In his article, Carrey writes:
“The anecdotal evidence of millions of parents who’ve seen their totally normal kids regress into sickness and mental isolation after a trip to the pediatrician’s office must be seriously considered. The legitimate concern they and many in the scientific community have that environmental toxins, including those found in vaccines, may be causing autism and other disorders (Aspergers, ADD, ADHD), cannot be dissuaded by a show of sympathy and a friendly invitation to look for the ‘real’ cause of autism anywhere but within the lucrative vaccine program.
“In a world left reeling from the catastrophic effects of greed, mismanagement and corporate insensitivity, is it so absurd for us to wonder why American children are being given twice as many vaccines on average, compared to the top 30 first world countries?

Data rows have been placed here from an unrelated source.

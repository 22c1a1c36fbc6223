//! Admission algorithms.
//!
//! An algorithm turns a rule plus a storage backend into a [`Decision`]. It
//! never lets a storage failure escape: the caller always gets a decision, and
//! an unavailable backend yields [`Decision::fail_open`].

use crate::decision::Decision;
use crate::error::LimiterError;
use crate::key::RateLimitKey;
use crate::rule::{AlgorithmKind, RateLimitRule};
use crate::storage::RateLimitStorage;
use async_trait::async_trait;
use std::sync::Arc;
use tracing::error;

pub mod token_bucket;

pub use token_bucket::TokenBucketAlgorithm;

/// Decision logic for one [`AlgorithmKind`].
#[async_trait]
pub trait RateLimitAlgorithm: Send + Sync + std::fmt::Debug {
    fn name(&self) -> &'static str;

    /// Consume `cost` tokens from the bucket at `key` if possible, reporting
    /// storage failures to the caller.
    async fn decide(
        &self,
        storage: &dyn RateLimitStorage,
        key: &RateLimitKey,
        rule: &RateLimitRule,
        cost: u32,
    ) -> Result<Decision, LimiterError>;

    /// Like [`decide`](Self::decide), but a failure is logged and admitted.
    async fn is_allowed(
        &self,
        storage: &dyn RateLimitStorage,
        key: &RateLimitKey,
        rule: &RateLimitRule,
        cost: u32,
    ) -> Decision {
        match self.decide(storage, key, rule, cost).await {
            Ok(decision) => decision,
            Err(e) => {
                error!(
                    target: "tollgate::algorithm",
                    algorithm = self.name(),
                    key = %key,
                    backend = storage.name(),
                    error = %e,
                    "rate limit check failed; failing open"
                );
                Decision::fail_open()
            }
        }
    }
}

/// Default implementation for an algorithm kind.
pub fn for_kind(kind: AlgorithmKind) -> Arc<dyn RateLimitAlgorithm> {
    match kind {
        AlgorithmKind::TokenBucket => Arc::new(TokenBucketAlgorithm::new()),
    }
}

“With all the doubt that’s left hanging on this topic, how can anyone in the media or medical profession, boldly demand that all parents march out and give their kids 36 of these shots, six at a time in dosage levels equal to that given a 200 pound man?”
Carrey demands U.S. leaders take a hard look at each of the required vaccines, seriously consider which ones are actually necessary and how much, as well as make them green – free from toxins like aluminum, mercury, ether, formaldehyde and anti-freeze.
While, I am no expert on autism, nor do I have the slightest clue about vaccines and what’s in them– I am a mother. And as a mother, I have to say I am concerned. I am concerned by the sheer number of vaccines our children must receive, the dosage, as well as the safeness of such medications.
While I have not seen any cause for alarm in my son – who is current on all his immunizations – I can’t help but wonder… “Should I opt out of vaccinating my children?”
Everybody and their mother is talking about “going green” as if its the latest trend on some fashion runway (In some cases, it is. Even so, I think it’s becoming somewhat commercialized and more of the “in” thing to do and say, rather than actually trying to save the environment. But anyway, that’s for a later post). If there is, in fact, a way to make our drugs safer, shouldn’t lawmakers at least consider it?
At this time, the research is inconclusive. And, so am I.